With Long-term Side Effects of COVID-19 Still Unknown, Pediatricians Urge Parents to Get Children Vaccinated

By Alexandra Becker

Last week, the U.S. Food and Drug Administration (FDA) granted Emergency Use Authorization for Pfizer’s COVID-19 vaccine for children ages 12 to 15. Public health experts and pediatricians welcomed the news, noting that widespread vaccination in all age groups will be required to bring the pandemic under control.

By late Wednesday, after the Centers for Disease Control and Prevention (CDC) seconded the recommendation, Memorial Hermann began administering its Pfizer vaccines to eligible individuals within the age group.

“I’m just really excited to have a chance to have a bit of normalcy again,” said 15-year-old Kathryn McCarthy, after receiving her first dose. “The more of us who get the vaccine, the faster we’ll be able to hang out in person, go to school normally, and just have our lives back.”

However, despite the excitement surrounding this next big milestone, many pediatricians are already observing a bothersome trend: some parents, many of whom have already gotten a COVID-19 vaccine themselves, appear to be more hesitant when it comes to vaccinating their children against the disease. Their reasoning? Some are worried about the possibility of unknown, long-term side effects.

But Dr. Victoria Regan, Vice President of Women’s and Children’s Services at Memorial Hermann Health System and a pediatrician by trade, said that’s flawed thinking—in fact, she explained, the very opposite may be true.

“Parents are worried about long-term side effects of the vaccine when we have absolutely no scientific basis for this theory,” Regan said. “Meanwhile, we are observing lingering side-effects of contracting COVID-19 disease—even mild cases—including myocarditis, which is a serious condition involving inflammation in the heart.”

Backed by public health experts including the CDC and the American Academy of Pediatrics, Regan strongly advises that kids ages 12 to 15 become vaccinated as soon as possible now that the Pfizer vaccine is approved for their age group. These medical groups stand by the safety and efficacy of the vaccine and say the benefits far outweigh any perceived risk.
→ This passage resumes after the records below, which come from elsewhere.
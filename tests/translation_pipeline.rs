//! 翻译流程集成测试
//!
//! 覆盖请求编排（限流、缓存、分块、失败中止）以及豆包客户端的 HTTP 行为

mod common;

use std::sync::Arc;
use std::time::Duration;

use common::{ScriptedProvider, TestServiceBuilder};
use doubao_translator::translation::{
    cache_key, ErrorCategory, TranslationError, TranslationOutcome,
};

#[tokio::test]
async fn test_happy_path_then_cache_hit() {
    let provider = ScriptedProvider::new();
    let service = TestServiceBuilder::default()
        .chunk_size(10)
        .build(provider.clone());

    let text = "first para\n\nsecond one\n\nthird";
    let outcome = service.translate(text, "en", "fr").await.unwrap();

    assert_eq!(provider.calls(), vec!["first para", "second one", "third"]);
    assert_eq!(
        outcome,
        TranslationOutcome {
            text: "FIRST PARA\nSECOND ONE\nTHIRD".to_string(),
            cached: false,
        }
    );

    let again = service.translate(text, "en", "fr").await.unwrap();
    assert_eq!(again.text, outcome.text);
    assert!(again.cached);
    assert_eq!(provider.call_count(), 3);
}

#[tokio::test]
async fn test_different_languages_are_cached_separately() {
    let provider = ScriptedProvider::new();
    let service = TestServiceBuilder::default().build(provider.clone());

    service.translate("hello", "en", "fr").await.unwrap();
    let other = service.translate("hello", "en", "de").await.unwrap();

    assert!(!other.cached);
    assert_eq!(provider.call_count(), 2);
}

#[tokio::test]
async fn test_failure_on_second_chunk_aborts_request() {
    let provider = ScriptedProvider::failing_on(1);
    let service = TestServiceBuilder::default()
        .chunk_size(5)
        .build(provider.clone());

    let text = "aaaaa\n\nbbbbb\n\nccccc";
    let err = service.translate(text, "en", "fr").await.unwrap_err();

    assert!(matches!(err, TranslationError::ProviderFailure(ref msg) if msg.contains("500")));
    assert_eq!(err.category(), ErrorCategory::Upstream);
    // 第三块不会被请求
    assert_eq!(provider.calls(), vec!["aaaaa", "bbbbb"]);
    assert_eq!(service.cache().get(&cache_key(text, "en", "fr")), None);
    assert_eq!(service.cache().size(), 0);
}

#[tokio::test]
async fn test_rate_limit_denies_without_provider_call() {
    let provider = ScriptedProvider::new();
    let service = TestServiceBuilder::default()
        .burst(2)
        .refill_interval(Duration::from_millis(100))
        .build(provider.clone());

    service.translate("one", "", "fr").await.unwrap();
    service.translate("two", "", "fr").await.unwrap();
    assert_eq!(
        service.translate("three", "", "fr").await,
        Err(TranslationError::RateLimitExceeded)
    );
    assert_eq!(provider.call_count(), 2);

    tokio::time::sleep(Duration::from_millis(150)).await;
    service.translate("three", "", "fr").await.unwrap();
    assert_eq!(provider.call_count(), 3);
}

#[tokio::test]
async fn test_input_too_large_is_rejected() {
    let provider = ScriptedProvider::new();
    let service = TestServiceBuilder::default()
        .max_text_length(5000)
        .build(provider.clone());

    let err = service
        .translate(&"字".repeat(5001), "", "en")
        .await
        .unwrap_err();
    assert_eq!(err, TranslationError::InputTooLarge { length: 5001, max: 5000 });

    // 按字符计数，5000 个多字节字符仍然允许
    service.translate(&"字".repeat(5000), "", "en").await.unwrap();
    assert_eq!(provider.call_count(), 7);
}

#[tokio::test]
async fn test_full_cache_does_not_fail_request() {
    let provider = ScriptedProvider::new();
    let service = TestServiceBuilder::default()
        .cache_max_size(1)
        .build(provider.clone());

    service.translate("first", "", "fr").await.unwrap();
    let second = service.translate("second", "", "fr").await.unwrap();
    assert_eq!(second.text, "SECOND");
    assert!(!second.cached);

    let repeated = service.translate("second", "", "fr").await.unwrap();
    assert!(!repeated.cached);
    assert_eq!(provider.call_count(), 3);
    assert_eq!(service.cache().stats().rejected, 2);
}

#[tokio::test]
async fn test_provider_timeout_is_upstream_failure() {
    let provider = ScriptedProvider::slow(Duration::from_millis(300));
    let service = TestServiceBuilder::default()
        .call_timeout(Duration::from_millis(50))
        .build(provider.clone());

    let err = service.translate("slow", "", "fr").await.unwrap_err();
    assert!(matches!(err, TranslationError::TimeoutError(_)));
    assert_eq!(err.category(), ErrorCategory::Upstream);
    assert_eq!(service.cache().size(), 0);
}

#[tokio::test]
async fn test_long_paragraph_is_hard_split() {
    let provider = ScriptedProvider::new();
    let service = TestServiceBuilder::default().build(provider.clone());

    let text = "x".repeat(2 * 800 + 5);
    let outcome = service.translate(&text, "", "fr").await.unwrap();

    let lengths: Vec<usize> = provider.calls().iter().map(|c| c.chars().count()).collect();
    assert_eq!(lengths, vec![800, 800, 5]);
    assert_eq!(outcome.text, ["X".repeat(800), "X".repeat(800), "X".repeat(5)].join("\n"));
}

#[tokio::test(flavor = "multi_thread", worker_threads = 4)]
async fn test_concurrent_requests_share_cache() {
    let provider = ScriptedProvider::new();
    let service = Arc::new(TestServiceBuilder::default().build(provider.clone()));

    let tasks: Vec<_> = (0..20)
        .map(|i| {
            let service = Arc::clone(&service);
            tokio::spawn(async move {
                service
                    .translate(&format!("text {}", i % 5), "", "fr")
                    .await
                    .unwrap()
            })
        })
        .collect();

    for (i, result) in futures::future::join_all(tasks).await.into_iter().enumerate() {
        assert_eq!(result.unwrap().text, format!("TEXT {}", i % 5));
    }

    assert_eq!(service.cache().size(), 5);
    let stats = service.get_stats().snapshot();
    assert_eq!(stats.requests, 20);
    assert_eq!(stats.cache_hits + stats.cache_misses, 20);
}

#[cfg(feature = "web")]
mod doubao_client {
    use std::sync::atomic::{AtomicUsize, Ordering};
    use std::sync::{Arc, Mutex};
    use std::time::Duration;

    use axum::{extract::State, http::HeaderMap, http::StatusCode, routing::post, Json, Router};
    use serde_json::{json, Value};

    use doubao_translator::translation::{
        DoubaoClient, ProviderConfig, ProviderError, TranslationProvider,
    };

    #[derive(Default)]
    struct MockState {
        hits: AtomicUsize,
        /// 前几次请求返回 503
        fail_first: usize,
        delay: Option<Duration>,
        last_auth: Mutex<Option<String>>,
        last_body: Mutex<Option<Value>>,
    }

    async fn responses(
        State(state): State<Arc<MockState>>,
        headers: HeaderMap,
        Json(body): Json<Value>,
    ) -> (StatusCode, String) {
        let hit = state.hits.fetch_add(1, Ordering::SeqCst);
        *state.last_auth.lock().unwrap() = headers
            .get("authorization")
            .and_then(|v| v.to_str().ok())
            .map(str::to_string);
        *state.last_body.lock().unwrap() = Some(body.clone());

        if let Some(delay) = state.delay {
            tokio::time::sleep(delay).await;
        }

        if hit < state.fail_first {
            return (StatusCode::SERVICE_UNAVAILABLE, "busy".to_string());
        }

        let text = body["input"][0]["content"][0]["text"]
            .as_str()
            .unwrap_or_default()
            .to_uppercase();
        let reply = json!({
            "status": "completed",
            "output": [{
                "type": "message",
                "role": "assistant",
                "content": [{"type": "output_text", "text": text}]
            }]
        });
        (StatusCode::OK, reply.to_string())
    }

    async fn spawn_mock(state: Arc<MockState>) -> String {
        let app = Router::new()
            .route("/api/v3/responses", post(responses))
            .with_state(state);
        let listener = tokio::net::TcpListener::bind("127.0.0.1:0").await.unwrap();
        let addr = listener.local_addr().unwrap();
        tokio::spawn(async move {
            axum::serve(listener, app).await.unwrap();
        });
        format!("http://{}/api/v3/responses", addr)
    }

    fn client(url: String, timeout: Duration, max_retries: u32) -> DoubaoClient {
        DoubaoClient::new(ProviderConfig {
            timeout,
            max_retries,
            ..ProviderConfig::new("test-key", url)
        })
        .unwrap()
    }

    #[tokio::test]
    async fn test_sends_bearer_auth_and_request_shape() {
        let state = Arc::new(MockState::default());
        let url = spawn_mock(state.clone()).await;
        let client = client(url, Duration::from_secs(5), 0);

        let result = client.translate_chunk("hello", "", "zh").await.unwrap();
        assert_eq!(result, "HELLO");

        assert_eq!(
            state.last_auth.lock().unwrap().as_deref(),
            Some("Bearer test-key")
        );
        let body = state.last_body.lock().unwrap().clone().unwrap();
        assert_eq!(body["model"], "doubao-seed-translation-250915");
        assert_eq!(body["input"][0]["role"], "user");
        assert_eq!(body["input"][0]["content"][0]["type"], "input_text");
        let options = &body["input"][0]["content"][0]["translation_options"];
        assert_eq!(options["target_language"], "zh");
        assert!(options.get("source_language").is_none());
    }

    #[tokio::test]
    async fn test_non_200_is_status_error() {
        let state = Arc::new(MockState {
            fail_first: usize::MAX,
            ..MockState::default()
        });
        let url = spawn_mock(state.clone()).await;
        let client = client(url, Duration::from_secs(5), 0);

        let err = client.translate_chunk("hello", "en", "zh").await.unwrap_err();
        assert_eq!(
            err,
            ProviderError::Status {
                status: 503,
                body: "busy".to_string()
            }
        );
        assert_eq!(state.hits.load(Ordering::SeqCst), 1);
    }

    #[tokio::test]
    async fn test_retries_retryable_status() {
        let state = Arc::new(MockState {
            fail_first: 1,
            ..MockState::default()
        });
        let url = spawn_mock(state.clone()).await;
        let client = client(url, Duration::from_secs(5), 2);

        let result = client.translate_chunk("again", "en", "zh").await.unwrap();
        assert_eq!(result, "AGAIN");
        assert_eq!(state.hits.load(Ordering::SeqCst), 2);
    }

    #[tokio::test]
    async fn test_http_timeout() {
        let state = Arc::new(MockState {
            delay: Some(Duration::from_millis(500)),
            ..MockState::default()
        });
        let url = spawn_mock(state).await;
        let client = client(url, Duration::from_millis(100), 0);

        let err = client.translate_chunk("late", "en", "zh").await.unwrap_err();
        assert!(matches!(err, ProviderError::Timeout(_)), "got {:?}", err);
    }

    #[tokio::test]
    async fn test_unreachable_host_is_network_error() {
        // 绑定后立即释放，得到一个没有监听者的端口
        let listener = tokio::net::TcpListener::bind("127.0.0.1:0").await.unwrap();
        let addr = listener.local_addr().unwrap();
        drop(listener);

        let client = client(
            format!("http://{}/api/v3/responses", addr),
            Duration::from_secs(2),
            0,
        );
        let err = client.translate_chunk("x", "", "zh").await.unwrap_err();
        assert!(err.is_retryable());
    }
}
“It would be much worse for a child to get COVID-19, potentially get severely ill, spread it to their loved ones, or possibly suffer from long-term side effects down the road, including the potential for heart failure,” said Regan. “The data shows this vaccine to be safe, and it was thoroughly studied in thousands of children, all of whom were monitored carefully during the trials.”

Pfizer’s vaccine trial for this age group enrolled 2,260 adolescents 12 to 15 years of age in the U.S., and it proved to be extremely well tolerated among the participants. Even more, the vaccine demonstrated 100 percent efficacy and robust antibody responses. The observed side effects were similar to those seen in adults, including pain at the injection site, tiredness, headaches, chills, fever, and muscle and joint pain.

“This is what will allow your kids to get back to the life they had before—to sports and sleepovers and going out for pizza,” Regan said. “Through these vaccinations, they can go back to enjoying pre-pandemic activities while protecting themselves and everyone around them.”

Regan added that she highly encourages athletes to get the vaccine, since COVID-19 seems to spread quickly within these groups. She also noted that Pfizer’s vaccine protects against the new variants currently circulating in Greater Houston, so any child in this age group who previously contracted COVID-19 should also be sure to get the vaccine.

“We cannot stress enough that this vaccine is not only safe, but that by allowing your child to get this vaccine, you are making a choice to continue to keep them safe,” Regan said. “The vaccine is not the danger—COVID-19 is the danger. Please, trust the science and trust the experts.”

Parents can register their children for a COVID-19 vaccine through Memorial Hermann’s COVID-19 Vaccination Request Form. All minors must be accompanied by a parent or legal representative at their vaccine appointment.